PropertyGuys.com CEO Ken LeBlanc told True North that Kerachni is an independent contractor, not an employee of the company.
“That said, we take this matter extremely seriously and want to emphasize that the personal views and opinions expressed by Mr. Kerachni are his views alone, and are not affiliated with PropertyGuys.com.”
“PropertyGuys.com is vehemently against the atrocities being committed overseas, regardless of political factions,” LeBlanc added. “We are committed to supporting the communities we serve and beyond, valuing our collective humanity and the preservation of innocent lives above all else. We recognize and support the need for communities to come together during a time of crisis.”
Kerachni, who claims to have businesses in Ottawa and Halifax, said he’d never be able to have a polite discussion with someone who is on the side of “monsters, murderers.”
“I’m sure you understand,” he wrote to the podcaster.
The podcaster asked that his name not be used after getting threats in the past for being Jewish.
I learned of the antisemitic comments after the podcaster posted the email on Facebook.
“My only advice,” Kerachni continued, “educate yourself on what’s actually going there, don’t fall prey to media propaganda.”
In a bizarre postscript, the entrepreneur repeated that he’s not comfortable having a conversation with the podcaster “especially in the current context where even more Palestinian civilians are being massacred.”
In a series of email exchanges with True North, Kerachni denied his comments were antisemitic, claiming my question about whether they were was “stupid.”
“My comments were proudly anti-Zionist, which is very different and political in nature,” he said.

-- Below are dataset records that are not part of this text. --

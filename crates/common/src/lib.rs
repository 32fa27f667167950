//! Storefront E2E Common Library
//!
//! Configuration, domain types, endpoint tables and unique test data shared
//! by the storefront end-to-end harness.

pub mod config;
pub mod error;
pub mod factory;
pub mod types;
pub mod urls;

// Re-export commonly used types
pub use config::{AdminCredentials, BrowserKind, HarnessConfig, Viewport};
pub use error::{Error, Result};
pub use factory::{
    DataFactory, NewAdmin, NewProduct, NewUser, ProductOverrides, ProfileUpdate,
    ShippingDetails, ShippingOverrides, UserOverrides,
};
pub use types::*;
pub use urls::{Endpoints, Urls};

/// Harness version
pub const VERSION: &str = env!("CARGO_PKG_VERSION");
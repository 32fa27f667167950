//! Unique test data
//!
//! Every builder is a pure function: no I/O, no shared state. Natural keys
//! (emails, product names) embed [`DataFactory::unique_id`] so that
//! scenarios running side by side or one after another never collide.

use serde::{Deserialize, Serialize};

pub const DEFAULT_USER_PASSWORD: &str = "TestPass123";
pub const DEFAULT_ADMIN_PASSWORD: &str = "AdminPass123";

/// Hex characters of randomness appended to the timestamp
const RANDOM_SUFFIX_LEN: usize = 12;

/// Registration payload for a regular user
#[derive(Debug, Clone, PartialEq, Serialize, Deserialize)]
pub struct NewUser {
    pub name: String,
    pub email: String,
    pub password: String,
    pub role: String,
}

/// Registration payload for an administrator
#[derive(Debug, Clone, PartialEq, Serialize, Deserialize)]
pub struct NewAdmin {
    pub name: String,
    pub email: String,
    pub password: String,
    pub role: String,
    #[serde(rename = "adminCode")]
    pub admin_code: String,
}

#[derive(Debug, Clone, PartialEq, Serialize, Deserialize)]
pub struct NewProduct {
    pub name: String,
    pub description: String,
    pub price: f64,
    pub stock: i64,
    pub category: String,
    #[serde(rename = "bestOffer")]
    pub best_offer: bool,
    pub images: Vec<String>,
}

#[derive(Debug, Clone, PartialEq, Serialize, Deserialize)]
pub struct ShippingAddress {
    pub address: String,
    pub city: String,
    #[serde(rename = "postalCode")]
    pub postal_code: String,
    pub country: String,
}

#[derive(Debug, Clone, PartialEq, Serialize, Deserialize)]
pub struct ShippingDetails {
    #[serde(rename = "shippingAddress")]
    pub shipping_address: ShippingAddress,
}

/// Profile fields to change; absent fields are left untouched server-side
#[derive(Debug, Clone, Default, PartialEq, Serialize, Deserialize)]
pub struct ProfileUpdate {
    #[serde(skip_serializing_if = "Option::is_none")]
    pub name: Option<String>,
    #[serde(skip_serializing_if = "Option::is_none")]
    pub email: Option<String>,
    #[serde(skip_serializing_if = "Option::is_none")]
    pub phone: Option<String>,
    #[serde(skip_serializing_if = "Option::is_none")]
    pub address: Option<String>,
}

impl ProfileUpdate {
    pub fn is_empty(&self) -> bool {
        self.name.is_none() && self.email.is_none() && self.phone.is_none() && self.address.is_none()
    }
}

#[derive(Debug, Clone, Default)]
pub struct UserOverrides {
    pub name: Option<String>,
    pub email: Option<String>,
    pub password: Option<String>,
    pub role: Option<String>,
}

impl UserOverrides {
    pub fn name(mut self, name: impl Into<String>) -> Self {
        self.name = Some(name.into());
        self
    }

    pub fn email(mut self, email: impl Into<String>) -> Self {
        self.email = Some(email.into());
        self
    }

    pub fn password(mut self, password: impl Into<String>) -> Self {
        self.password = Some(password.into());
        self
    }
}

#[derive(Debug, Clone, Default)]
pub struct ProductOverrides {
    pub name: Option<String>,
    pub description: Option<String>,
    pub price: Option<f64>,
    pub stock: Option<i64>,
    pub category: Option<String>,
    pub best_offer: Option<bool>,
    pub images: Option<Vec<String>>,
}

#[derive(Debug, Clone, Default)]
pub struct ShippingOverrides {
    pub address: Option<String>,
    pub city: Option<String>,
    pub postal_code: Option<String>,
    pub country: Option<String>,
}

/// Factory for unique test data
pub struct DataFactory;

impl DataFactory {
    /// `<unix millis>_<random hex>`
    pub fn unique_id() -> String {
        let millis = chrono::Utc::now().timestamp_millis();
        let random = uuid::Uuid::new_v4().simple().to_string();
        format!("{}_{}", millis, &random[..RANDOM_SUFFIX_LEN])
    }

    pub fn user(overrides: UserOverrides) -> NewUser {
        let uid = Self::unique_id();
        NewUser {
            name: overrides.name.unwrap_or_else(|| format!("Test User {}", uid)),
            email: overrides
                .email
                .unwrap_or_else(|| format!("testuser_{}@test.com", uid)),
            password: overrides
                .password
                .unwrap_or_else(|| DEFAULT_USER_PASSWORD.to_string()),
            role: overrides.role.unwrap_or_else(|| "user".to_string()),
        }
    }

    pub fn admin(overrides: UserOverrides, admin_code: &str) -> NewAdmin {
        let uid = Self::unique_id();
        NewAdmin {
            name: overrides.name.unwrap_or_else(|| format!("Test Admin {}", uid)),
            email: overrides
                .email
                .unwrap_or_else(|| format!("testadmin_{}@test.com", uid)),
            password: overrides
                .password
                .unwrap_or_else(|| DEFAULT_ADMIN_PASSWORD.to_string()),
            role: "admin".to_string(),
            admin_code: admin_code.to_string(),
        }
    }

    pub fn product(overrides: ProductOverrides) -> NewProduct {
        let uid = Self::unique_id();
        NewProduct {
            name: overrides
                .name
                .unwrap_or_else(|| format!("Test Product {}", uid)),
            description: overrides
                .description
                .unwrap_or_else(|| format!("Description for test product {}", uid)),
            price: overrides.price.unwrap_or(99.99),
            stock: overrides.stock.unwrap_or(100),
            category: overrides
                .category
                .unwrap_or_else(|| "Electronics".to_string()),
            best_offer: overrides.best_offer.unwrap_or(false),
            images: overrides
                .images
                .unwrap_or_else(|| vec!["https://via.placeholder.com/300".to_string()]),
        }
    }

    pub fn order(overrides: ShippingOverrides) -> ShippingDetails {
        ShippingDetails {
            shipping_address: ShippingAddress {
                address: overrides
                    .address
                    .unwrap_or_else(|| "123 Test Street".to_string()),
                city: overrides.city.unwrap_or_else(|| "Test City".to_string()),
                postal_code: overrides
                    .postal_code
                    .unwrap_or_else(|| "12345".to_string()),
                country: overrides
                    .country
                    .unwrap_or_else(|| "Test Country".to_string()),
            },
        }
    }

    /// With no overrides a fresh phone and address are generated, otherwise
    /// only the given fields are sent.
    pub fn profile_update(overrides: ProfileUpdate) -> ProfileUpdate {
        if !overrides.is_empty() {
            return overrides;
        }
        let uid = Self::unique_id();
        // the random suffix is hex, only the millisecond part is all digits
        let millis = uid.split('_').next().unwrap_or_default();
        let digits = &millis[millis.len().saturating_sub(7)..];
        ProfileUpdate {
            phone: Some(format!("+1-555-{}", digits)),
            address: Some(format!("Test Address {}", uid)),
            ..Default::default()
        }
    }
}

“You’re trying to distort my words into something religious…it is not,” he added. “As a human being I cannot have a pleasant conversation with someone supporting a racist oppressive and genocidal regime.
I suggested to him that anti-Zionism is just another way to express anti-Jewish animus and a way of villainizing the vast majority of Jews around the world who identify with Zionism or “feel a connection to Israel” (as the Anti-Defamation League indicated in an article.)
He argued that it wasn’t true and that he has a “problem with a political regime that is killing women, kids and babies as we speak… in mass.”
No he wasn’t referring to Hamas. He was referring shockingly to Israel’s alleged “apartheid regime.”
I was gobsmacked with his ignorance and projection.
When I brought up the atrocities perpetrated by Hamas, he accused me of twisting his words – that he never mentioned Israelis or Jews, that he’s just talking about the Zionist government and the “oppressive apartheid regime.”
Just as I thought I was having an out-of-body experience, he added another classic antisemitic trope – that he knows many anti-Israeli and anti-Zionist people and he’s “always the one defending Jews. (He wrote the latter phrase in bold.)
He added that he doesn’t understand my interest in his letter to the podcaster, that he’s “entitled to his opinions” and he’s not sure about what I’m trying to do.
Perhaps he took my comments to heart. The podcaster told me Kerachni sent him an apology early this morning, stating he meant no offence to Jews or Israelis but was only talking about the “apartheid government.”
“It is quite unfair to target me,” Kerachni had told me a day earlier.
“Are you going to reach out to all who speak out against Zionism and write about them? That’s a lot of people.”
About the latter comment, he’s right.